When I was 7, I was of the age when we undertook SATs in school and I came home with the level I had obtained to my parents. They were told by letter that the grade I had achieved was one to be happy with, and so they were. That was until the following day when they found out from fellow parents that some children had attained higher.
Suddenly, they were disappointed.
As a result, I was sent to private tuition up until I was 11 and my performance in school was closely monitored – against other classmates’, of course. I was considered up to standard as long as I hit the same grades that the ‘clever kids’ got.
Don’t get me wrong, I am grateful for the extra help and I benefited massively from it. I went on to achieve some GCSE grades that I was really proud of, and continue to be proud of to this very day. That isn’t the point. The catalyst for the tuition taught and instilled the wrong message into me: to be better than others over the best of myself. It’s a mindset I have unfortunately digested and carried through life with me.
So what happens when this competitive mindset is solidly instilled into us?
To me, it can interfere with even the little things in life. I was only taught to be the best, not how to deal with or be content with not being the best. It puts bitterness into my heart. I feel contempt towards any competitor – which will stop at nothing.
Fellow job candidates maybe one can understand, but what about feeling contempt towards your closest friends when they score higher in a game?
It isn’t a support system, it’s a battle.
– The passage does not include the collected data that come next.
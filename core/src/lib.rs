#![deny(
    unsafe_code,
    missing_docs,
    dead_code,
    unused_results,
    non_snake_case,
    unreachable_pub
)]

//! Core contracts shared across the stimulus grid workspace.
//!
//! This crate defines the vocabulary that connects the authoritative grid, the
//! placement and session systems, and adapters. Adapters and systems submit
//! [`Command`] values describing desired grid mutations, the world executes
//! them through its `apply` entry point and reports the outcome as [`Event`]
//! values. Geometry ([`CellSize`]), stimulus descriptions ([`Stimulus`]) and the
//! exclusion rule ([`in_exclusion_zone`]) live here so every crate agrees on
//! them.

use std::fmt;

use serde::{Deserialize, Serialize};
use thiserror::Error;

/// Smallest number of columns or rows a grid may have.
///
/// Anything smaller lets the border and middle-column reservations collide and
/// leaves no free interior.
pub const GRID_MINIMUM_EXTENT: u32 = 3;

/// Column or row distance covered by the "+"-shaped exclusion band.
pub const AXIS_EXCLUSION_REACH: u32 = 2;

/// Diagonal distance covered by the exclusion ring around a selected cell.
pub const DIAGONAL_EXCLUSION_REACH: u32 = 1;

/// Commands that express all permissible grid mutations.
#[derive(Clone, Copy, Debug, PartialEq, Eq)]
pub enum Command {
    /// Rebuilds the grid with new dimensions in its reserved configuration.
    ConfigureGrid {
        /// Dimensions the rebuilt grid should use.
        dimensions: GridDimensions,
    },
    /// Returns every cell to the border/middle-column reservation.
    ResetGrid,
    /// Marks the provided cell and its exclusion neighbourhood as occupied.
    OccupyCell {
        /// Cell chosen to host a stimulus.
        cell: CellCoord,
    },
}

/// Events broadcast by the world after processing commands.
#[derive(Clone, Copy, Debug, PartialEq, Eq)]
pub enum Event {
    /// Confirms that the grid was rebuilt with new dimensions.
    GridConfigured {
        /// Dimensions of the rebuilt grid.
        dimensions: GridDimensions,
    },
    /// Confirms that placement-induced occupancy was discarded.
    GridReset,
    /// Confirms that a cell and its neighbourhood were occupied.
    CellOccupied {
        /// Cell that anchored the exclusion neighbourhood.
        cell: CellCoord,
        /// Number of cells that switched from free to occupied.
        newly_occupied: u32,
    },
    /// Reports that an occupation request was rejected.
    OccupationRejected {
        /// Cell provided in the request.
        cell: CellCoord,
        /// Specific reason the request failed.
        reason: OccupationError,
    },
}

/// Reasons an occupation request may be rejected by the world.
#[derive(Clone, Copy, Debug, PartialEq, Eq, Hash, Serialize, Deserialize)]
pub enum OccupationError {
    /// The requested cell lies outside the configured grid.
    OutOfBounds,
}

/// Precondition violations detected while configuring the grid or display.
#[derive(Clone, Copy, Debug, PartialEq, Error)]
pub enum ConfigError {
    /// The grid is too small for the reserved cells to leave a usable interior.
    #[error(
        "grid must be at least {}x{} cells, got {columns}x{rows}",
        GRID_MINIMUM_EXTENT,
        GRID_MINIMUM_EXTENT
    )]
    GridTooSmall {
        /// Requested number of columns.
        columns: u32,
        /// Requested number of rows.
        rows: u32,
    },
    /// The display area has a non-positive or non-finite side.
    #[error("display area must be positive and finite, got {width}x{height}")]
    InvalidDisplayArea {
        /// Requested display width in pixels.
        width: f32,
        /// Requested display height in pixels.
        height: f32,
    },
    /// A trial asked for zero stimuli.
    #[error("stimulus count must be at least one")]
    InvalidCount,
    /// Segments must be non-empty and fit inside a block.
    #[error("segment size {segment_size} does not fit block size {block_size}")]
    InvalidBlockLayout {
        /// Requested number of trials per block.
        block_size: u32,
        /// Requested number of trials per segment.
        segment_size: u32,
    },
}

/// Location of a single grid cell expressed as column and row coordinates.
#[derive(Clone, Copy, Debug, PartialEq, Eq, Hash, PartialOrd, Ord, Serialize, Deserialize)]
pub struct CellCoord {
    column: u32,
    row: u32,
}

impl CellCoord {
    /// Creates a new grid cell coordinate.
    #[must_use]
    pub const fn new(column: u32, row: u32) -> Self {
        Self { column, row }
    }

    /// Zero-based column index of the cell.
    #[must_use]
    pub const fn column(&self) -> u32 {
        self.column
    }

    /// Zero-based row index of the cell.
    #[must_use]
    pub const fn row(&self) -> u32 {
        self.row
    }

    /// Absolute column distance between two cells.
    #[must_use]
    pub const fn column_distance(self, other: CellCoord) -> u32 {
        self.column.abs_diff(other.column)
    }

    /// Absolute row distance between two cells.
    #[must_use]
    pub const fn row_distance(self, other: CellCoord) -> u32 {
        self.row.abs_diff(other.row)
    }

    /// Human-readable label of the cell, e.g. `"1A"` for the origin.
    #[must_use]
    pub fn label(self) -> CellLabel {
        CellLabel::for_cell(self)
    }
}

/// Human-readable cell identifier: 1-based column number followed by row letters.
///
/// Rows beyond `Z` continue as `AA`, `AB`, ... so labels stay unique on tall
/// grids. Digits never appear in the row part, so the split is unambiguous.
#[derive(Clone, Debug, PartialEq, Eq, Hash, PartialOrd, Ord, Serialize, Deserialize)]
#[serde(transparent)]
pub struct CellLabel(String);

impl CellLabel {
    /// Builds the label for the provided cell.
    #[must_use]
    pub fn for_cell(cell: CellCoord) -> Self {
        let column = u64::from(cell.column()) + 1;
        Self(format!("{column}{}", row_letters(cell.row())))
    }

    /// Borrows the label as a string slice.
    #[must_use]
    pub fn as_str(&self) -> &str {
        &self.0
    }
}

impl fmt::Display for CellLabel {
    fn fmt(&self, f: &mut fmt::Formatter<'_>) -> fmt::Result {
        f.write_str(&self.0)
    }
}

fn row_letters(row: u32) -> String {
    let mut letters = Vec::new();
    let mut remaining = row;
    loop {
        letters.push(char::from(b'A' + (remaining % 26) as u8));
        if remaining < 26 {
            break;
        }
        remaining = remaining / 26 - 1;
    }
    letters.iter().rev().collect()
}

/// Validated number of columns and rows laid out in a grid.
#[derive(Clone, Copy, Debug, PartialEq, Eq, Hash, Serialize)]
pub struct GridDimensions {
    columns: u32,
    rows: u32,
}

impl GridDimensions {
    /// Layout used by the memory experiment: 11 columns by 6 rows.
    pub const STANDARD: Self = Self {
        columns: 11,
        rows: 6,
    };

    /// Validates the provided dimensions.
    ///
    /// Both extents must be at least [`GRID_MINIMUM_EXTENT`].
    pub fn new(columns: u32, rows: u32) -> Result<Self, ConfigError> {
        if columns < GRID_MINIMUM_EXTENT || rows < GRID_MINIMUM_EXTENT {
            return Err(ConfigError::GridTooSmall { columns, rows });
        }
        Ok(Self { columns, rows })
    }

    /// Number of columns contained in the grid.
    #[must_use]
    pub const fn columns(&self) -> u32 {
        self.columns
    }

    /// Number of rows contained in the grid.
    #[must_use]
    pub const fn rows(&self) -> u32 {
        self.rows
    }

    /// Total number of cells in the grid.
    #[must_use]
    pub fn cell_count(&self) -> usize {
        let count = u64::from(self.columns) * u64::from(self.rows);
        usize::try_from(count).unwrap_or(usize::MAX)
    }

    /// Column that divides the grid into a left and a right half.
    #[must_use]
    pub const fn middle_column(&self) -> u32 {
        self.columns / 2
    }

    /// Reports whether the cell lies inside the grid.
    #[must_use]
    pub const fn contains(&self, cell: CellCoord) -> bool {
        cell.column() < self.columns && cell.row() < self.rows
    }

    /// Reports whether the cell is structurally unusable.
    ///
    /// Border cells and the middle column are reserved in the initial state.
    #[must_use]
    pub const fn is_reserved(&self, cell: CellCoord) -> bool {
        let column = cell.column();
        let row = cell.row();
        column == 0
            || column == self.columns - 1
            || row == 0
            || row == self.rows - 1
            || column == self.middle_column()
    }

    /// Row-major index of the cell, if it lies inside the grid.
    #[must_use]
    pub fn index(&self, cell: CellCoord) -> Option<usize> {
        if self.contains(cell) {
            let row = usize::try_from(cell.row()).ok()?;
            let column = usize::try_from(cell.column()).ok()?;
            let width = usize::try_from(self.columns).ok()?;
            Some(row * width + column)
        } else {
            None
        }
    }

    /// Iterates every cell coordinate in row-major order.
    pub fn cells(&self) -> impl Iterator<Item = CellCoord> {
        let columns = self.columns;
        (0..self.rows).flat_map(move |row| (0..columns).map(move |column| CellCoord::new(column, row)))
    }
}

/// Reports whether `candidate` falls inside the exclusion neighbourhood of `selected`.
///
/// The neighbourhood is a "+"-shaped band reaching [`AXIS_EXCLUSION_REACH`]
/// cells along the row and the column, plus the ring of diagonal neighbours at
/// [`DIAGONAL_EXCLUSION_REACH`]. The selected cell itself is always included.
#[must_use]
pub const fn in_exclusion_zone(selected: CellCoord, candidate: CellCoord) -> bool {
    let column_distance = selected.column_distance(candidate);
    let row_distance = selected.row_distance(candidate);

    (row_distance == 0 && column_distance <= AXIS_EXCLUSION_REACH)
        || (column_distance == 0 && row_distance <= AXIS_EXCLUSION_REACH)
        || (column_distance == DIAGONAL_EXCLUSION_REACH && row_distance == DIAGONAL_EXCLUSION_REACH)
}

/// Pixel area that the grid is laid over.
#[derive(Clone, Copy, Debug, PartialEq, Serialize)]
pub struct DisplayArea {
    width: f32,
    height: f32,
}

impl DisplayArea {
    /// Validates the provided display size measured in pixels.
    pub fn new(width: f32, height: f32) -> Result<Self, ConfigError> {
        let valid = |side: f32| side.is_finite() && side > 0.0;
        if !valid(width) || !valid(height) {
            return Err(ConfigError::InvalidDisplayArea { width, height });
        }
        Ok(Self { width, height })
    }

    /// Width of the display in pixels.
    #[must_use]
    pub const fn width(&self) -> f32 {
        self.width
    }

    /// Height of the display in pixels.
    #[must_use]
    pub const fn height(&self) -> f32 {
        self.height
    }
}

/// Pixel size of a single grid cell.
#[derive(Clone, Copy, Debug, PartialEq, Serialize)]
pub struct CellSize {
    width: f32,
    height: f32,
}

impl CellSize {
    /// Divides the display area evenly across the grid.
    #[must_use]
    pub fn compute(display: DisplayArea, dimensions: GridDimensions) -> Self {
        Self {
            width: display.width() / dimensions.columns() as f32,
            height: display.height() / dimensions.rows() as f32,
        }
    }

    /// Width of a cell in pixels.
    #[must_use]
    pub const fn width(&self) -> f32 {
        self.width
    }

    /// Height of a cell in pixels.
    #[must_use]
    pub const fn height(&self) -> f32 {
        self.height
    }

    /// Pixel-space centre of the provided cell.
    #[must_use]
    pub fn center_of(&self, cell: CellCoord) -> (f32, f32) {
        (
            cell.column() as f32 * self.width + self.width / 2.0,
            cell.row() as f32 * self.height + self.height / 2.0,
        )
    }

    /// Radius of a stimulus drawn inside a cell.
    #[must_use]
    pub fn stimulus_radius(&self) -> f32 {
        self.width.min(self.height) / 4.0
    }
}

/// Validates raw inputs and computes the resulting [`CellSize`].
pub fn compute_cell_size(
    display_width: f32,
    display_height: f32,
    columns: u32,
    rows: u32,
) -> Result<CellSize, ConfigError> {
    let display = DisplayArea::new(display_width, display_height)?;
    let dimensions = GridDimensions::new(columns, rows)?;
    Ok(CellSize::compute(display, dimensions))
}

/// RGB colour applied to a stimulus outline or fill.
#[derive(Clone, Copy, Debug, PartialEq, Eq, Hash, Serialize, Deserialize)]
pub struct StimulusColor {
    red: u8,
    green: u8,
    blue: u8,
}

impl StimulusColor {
    /// Creates a new colour from byte RGB components.
    #[must_use]
    pub const fn from_rgb(red: u8, green: u8, blue: u8) -> Self {
        Self { red, green, blue }
    }

    /// Red component of the colour.
    #[must_use]
    pub const fn red(&self) -> u8 {
        self.red
    }

    /// Green component of the colour.
    #[must_use]
    pub const fn green(&self) -> u8 {
        self.green
    }

    /// Blue component of the colour.
    #[must_use]
    pub const fn blue(&self) -> u8 {
        self.blue
    }
}

impl fmt::Display for StimulusColor {
    fn fmt(&self, f: &mut fmt::Formatter<'_>) -> fmt::Result {
        write!(f, "rgb({}, {}, {})", self.red, self.green, self.blue)
    }
}

/// Shapes a stimulus can take.
#[derive(Clone, Copy, Debug, PartialEq, Eq, Hash, Serialize, Deserialize)]
#[serde(rename_all = "snake_case")]
pub enum StimulusKind {
    /// Filled circle with a coloured outline.
    Circle,
}

/// Placement result describing a single stimulus in pixel space.
#[derive(Clone, Debug, PartialEq, Serialize, Deserialize)]
pub struct Stimulus {
    /// Shape of the stimulus.
    pub kind: StimulusKind,
    /// Grid cell that hosts the stimulus.
    pub cell: CellCoord,
    /// Human-readable label of the hosting cell.
    pub label: CellLabel,
    /// Horizontal pixel coordinate of the stimulus centre.
    pub center_x: f32,
    /// Vertical pixel coordinate of the stimulus centre.
    pub center_y: f32,
    /// Radius of the stimulus in pixels.
    pub radius: f32,
    /// Colour of the outline.
    pub line_color: StimulusColor,
    /// Colour of the fill.
    pub fill_color: StimulusColor,
}

impl Stimulus {
    /// Builds a circle stimulus centred inside the provided cell.
    #[must_use]
    pub fn circle(
        cell: CellCoord,
        size: CellSize,
        line_color: StimulusColor,
        fill_color: StimulusColor,
    ) -> Self {
        let (center_x, center_y) = size.center_of(cell);
        Self {
            kind: StimulusKind::Circle,
            cell,
            label: cell.label(),
            center_x,
            center_y,
            radius: size.stimulus_radius(),
            line_color,
            fill_color,
        }
    }
}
I may be able to mask my inner bitterness towards other competitors, but I cannot make myself numb to the disappointment that slices through me like a knife. It dwells into an unlimited supply of self-doubt and self-loathing. It becomes impossible to feel appeased with myself.
Soon enough, it manifests into severe low self-esteem.
And how are we not supposed to feel negatively towards the things and people that threaten us? For that is what society and our surroundings have effectively taught us. From parents pitting and comparing their children against others to people competing against each other for a love interest’s affection.
Today’s media is one of our worst enemies for it. Just take a look at a few of these recent article titles:
- ‘Fashion Faceoff: Who Wore It Better?’ (People, February 2019).
- ‘Hottest Celeb Post-Baby Bods’ (Us Weekly, April 2019).
- ‘The Best Celebrity Parents of 2018’ (Ranker, December 2018).
- ‘Hottest Celebrity Men at the Beach in Swim Trunks, Shirtless’ (Us Weekly, May 2019).
The list is limitless and we’re exposed to this toxic mindset every single day. Notice the message within them: ‘Hottest’ this, ‘Best’ that. It’s only natural that eventually we will be sucked into this ideology ourselves.
We’re socialised into a universal definition of success which almost completely cancels out room and tolerance to consider the fact that every person’s journey and achievements are different and valid in their own way.
We should set our mindset and aim to being the BEST of OURSELVES, not the BEST out of EVERYONE ELSE.
Of course, there are certain situations that do genuinely require you to be the best out of everyone else, for example, during job interviews. However, if you retain the former mindset (being the BEST of YOURSELF), you will still fulfill your own individual responsibility needed for that interview. It may also minus the length of contempt and disappointment you may feel towards other competitors than if you had adapted the latter mindset (being the BEST out of EVERYONE ELSE).
You can work your whole life and still fail to be the best out of everyone else. However, if you work your hardest to achieve the best from yourself, you will always succeed.